In keeping with the values of the organization we’re trying to build though, we think that you deserve to hear it all. The good, the bad, and the ugly. So… if you can muster your way through this lengthy blog post, the following is a summary of where we’ve come from and what we’ve been up to. Aspiring toward transparency, community, and responsibility.

The seeds for Return Recycling were planted in the fall of 2013 after Tessa and I met at one of NYU’s oldest environmental organization meetings. The leader of the club, David Krantz, had asked everyone in the room to brainstorm different issues within environmentalism that we thought the university could better address and Tessa and I had gravitated toward the “waste management” discussion. Within days after, we started working together on a “recycling education program” that helped teach residents of NYU dorms how to recycle by tabling in their lobbies. We helped hundreds of students learn the basics of recycling at the school. And we loved it. And then Tessa went abroad. And things somewhat stalled.

Largely because of the work I’d done with Tessa during our sophomore year, I was hired as a Recycling Coordinator by the school’s Office of Sustainability to help raise the school’s recycling rates. Over the next several months I met many of the administrators within NYU responsible for guiding the school’s waste management protocols and witnessed first-hand the different issues that the university experienced regarding waste. According to these administrators, the waste that we disposed of as an institution, roughly 10 tons of recycling and trash, was mixed up so badly by students that it was difficult to tell what was recyclable and what was ultimately destined for landfill once it hit the curb. The administrators hoped that by establishing a consistent signage across the university, more people would understand how to recycle properly. So they made me responsible for locating existing problems in NYU buildings and making sure that our signage was consistent from building to building.

On my quest through NYU’s buildings, I quickly started to understand that recycling was particularly challenging for a number of different reasons. In some cases it was just that there were no recycling bins for students to use. So instead, they put everything they wanted to throw out in a trash shoot. These were simply infrastructural problems. So we fixed them.

Other times it was evident that students didn’t know how or what to recycle. When I was hovering near a recycling bin while on the job, I was asked countless times whether or not a wrapper could be recycled. So I gave small lectures to people that wanted/needed to know more and went from there. I’m did my best to make a lasting impression. Without sounding self-righteous and eco-preachy. Which was better than saying nothing.

Because in most cases I was simply haunted by the indifference with which some (if not most) of the students around me treated recycling. I watched thousands of people throw out aluminum foil when there was a perfectly functional recycling bin next to it and it made me question the worth of my job in the first place. Maybe I'm a bit neurotic, but I felt like I was going crazy. Why was I putting up signs if no one was going to read them?

So I thought about how the whole process might work better. How do you fight infrastructural, educational, and social issues within waste management in order to make progress toward zero waste? And at the beginning of our junior year I reached out to Tessa and again.

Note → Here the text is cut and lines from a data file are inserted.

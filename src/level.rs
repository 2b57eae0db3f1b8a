//! The parser's explicit ancestry stack: `Level{kind, indentation}` records
//! kept in lockstep with the recursive-descent call stack in `parser.rs`.
//! See `DESIGN.md` for why both exist.

/// Either a known column or "not yet known" (the level was opened by a tag
/// or anchor ahead of the node whose shape determines the real indentation).
#[derive(Copy, Clone, PartialEq, Eq, Debug)]
pub enum Indentation {
    Column(u64),
    Unknown,
}

impl Indentation {
    /// `parent.indentation >= current.indentation`: the comparison §4.4's
    /// level-closing rule is built on. An `Unknown` parent never closes
    /// (it has not committed to a column yet).
    pub fn at_least(self, current: u64) -> bool {
        match self {
            Indentation::Column(col) => col >= current,
            Indentation::Unknown => false,
        }
    }
}

#[derive(Copy, Clone, PartialEq, Eq, Debug)]
pub enum LevelKind {
    Document,
    Sequence,
    MapKey,
    MapValue,
    SinglePairKey,
    SinglePairValue,
    Scalar,
    /// Opened by a tag/anchor ahead of a node whose kind isn't known yet;
    /// resolved by the bounded `:`-lookahead in `parser.rs`.
    Unknown,
}

#[derive(Copy, Clone, Debug)]
pub struct Level {
    pub kind: LevelKind,
    pub indentation: Indentation,
}

impl Level {
    pub fn new(kind: LevelKind, indentation: Indentation) -> Self {
        Level { kind, indentation }
    }

    /// MapKey -> MapValue, MapValue -> MapKey; any other kind is unaffected.
    pub fn toggle_map_side(&mut self) {
        self.kind = match self.kind {
            LevelKind::MapKey => LevelKind::MapValue,
            LevelKind::MapValue => LevelKind::MapKey,
            LevelKind::SinglePairKey => LevelKind::SinglePairValue,
            LevelKind::SinglePairValue => LevelKind::SinglePairKey,
            other => other,
        };
    }
}

/// The parser's ancestry stack. Always has a `Document` root while a
/// document is open.
#[derive(Debug, Default)]
pub struct Ancestry {
    levels: Vec<Level>,
}

impl Ancestry {
    pub fn new() -> Self {
        Ancestry { levels: Vec::new() }
    }

    pub fn push(&mut self, level: Level) {
        self.levels.push(level);
    }

    pub fn pop(&mut self) -> Option<Level> {
        self.levels.pop()
    }

    pub fn top(&self) -> Option<&Level> {
        self.levels.last()
    }

    pub fn top_mut(&mut self) -> Option<&mut Level> {
        self.levels.last_mut()
    }

    pub fn is_empty(&self) -> bool {
        self.levels.is_empty()
    }

    pub fn len(&self) -> usize {
        self.levels.len()
    }

    /// Pop every level whose indentation is `>=` `column`, per §4.4's
    /// "close one level, advance the parent's kind" rule. Returns the
    /// popped levels, outermost first, for the caller to turn into `End`
    /// events.
    pub fn close_to(&mut self, column: u64) -> Vec<Level> {
        let mut closed = Vec::new();
        while let Some(top) = self.top() {
            if matches!(top.kind, LevelKind::Document) {
                break;
            }
            if top.indentation.at_least(column) {
                closed.push(self.levels.pop().unwrap());
            } else {
                break;
            }
        }
        closed
    }
}

#[cfg(test)]
mod tests {
    use super::*;

    #[test]
    fn close_to_pops_deeper_or_equal_levels() {
        let mut stack = Ancestry::new();
        stack.push(Level::new(LevelKind::Document, Indentation::Column(0)));
        stack.push(Level::new(LevelKind::MapKey, Indentation::Column(2)));
        stack.push(Level::new(LevelKind::Sequence, Indentation::Column(4)));

        let closed = stack.close_to(2);
        assert_eq!(closed.len(), 2);
        assert_eq!(stack.len(), 1);
    }

    #[test]
    fn toggle_map_side_flips_key_and_value() {
        let mut level = Level::new(LevelKind::MapKey, Indentation::Column(0));
        level.toggle_map_side();
        assert_eq!(level.kind, LevelKind::MapValue);
        level.toggle_map_side();
        assert_eq!(level.kind, LevelKind::MapKey);
    }

    #[test]
    fn unknown_parent_never_closes() {
        let indent = Indentation::Unknown;
        assert!(!indent.at_least(0));
        assert!(!indent.at_least(100));
    }
}
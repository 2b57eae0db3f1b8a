//! Token-to-event state machine: folds the lexer's token stream into a
//! well-formed [`Event`] stream while enforcing YAML's structural rules.
//!
//! `Parser<S>` owns a lexer, a continuation stack, and an accumulated
//! tag-directive table, and dispatches on token-driven state like a classic
//! scanner-backed parser — but implemented as recursive-descent over
//! `Token::start_mark.column` rather than a flat `ParserState` dispatch
//! loop: the call stack plays the role a `Vec<ParserState>` continuation
//! stack would, and this crate additionally pushes/pops an explicit
//! [`Ancestry`] (`Vec<Level>`) alongside every container entered/exited
//! purely for indentation bookkeeping (see `DESIGN.md` for why both
//! representations are kept).
//!
//! Scope note: a flow collection (`[...]`/`{...}`) is not accepted as a bare
//! implicit block-mapping key (only scalars and aliases are) — real-world
//! YAML essentially never uses one there; see `DESIGN.md`.

use std::collections::{HashMap, VecDeque};

use crate::byte_source::{ByteSource, Mark};
use crate::error::{ParserError, Positioned};
use crate::event::{AnchorId, AnchorTable, Event, EventData, ScalarStyle};
use crate::level::{Ancestry, Indentation, Level, LevelKind};
use crate::lexer::Lexer;
use crate::tag::{TagId, TagLibrary};
use crate::token::{ScalarToken, Token, TokenData};

#[derive(Debug)]
enum TagSpec {
    Shorthand { handle: String, suffix: String },
    Verbatim(String),
}

fn scalar_style(style: ScalarToken) -> ScalarStyle {
    match style {
        ScalarToken::Plain => ScalarStyle::Plain,
        ScalarToken::SingleQuoted => ScalarStyle::SingleQuoted,
        ScalarToken::DoubleQuoted => ScalarStyle::DoubleQuoted,
        ScalarToken::Literal => ScalarStyle::Literal,
        ScalarToken::Folded => ScalarStyle::Folded,
    }
}

enum DocState {
    BeforeDocument,
    Done,
}

/// Drives a [`Lexer`] and produces a well-formed [`Event`] sequence, one
/// document's worth of `StartDocument ..= EndDocument` at a time, across
/// every document in the source.
pub struct Parser<S> {
    lexer: Lexer<S>,
    tags: TagLibrary,
    anchors_by_name: HashMap<String, AnchorId>,
    anchor_table: AnchorTable,
    ancestry: Ancestry,
    tag_directives: Vec<(String, String)>,
    pending: VecDeque<Event>,
    lookahead: Option<Token>,
    last_mark: Mark,
    state: DocState,
}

“Tessa, so you know all of the work that we were doing on recycling last year? Well, I want to design a better recycling bin for university spaces so that people will be able to engage with waste more intimately than they’ve ever been able to before. We’ll collect data on the trash, we’ll create economic projections based on the data we generate, and we’ll put advertisements on the bins we create in order to pay for the whole thing. And we’ll have this super cool space in Brooklyn where we sort through all of the trash and make art out of it and stuff… Wanna help me out?”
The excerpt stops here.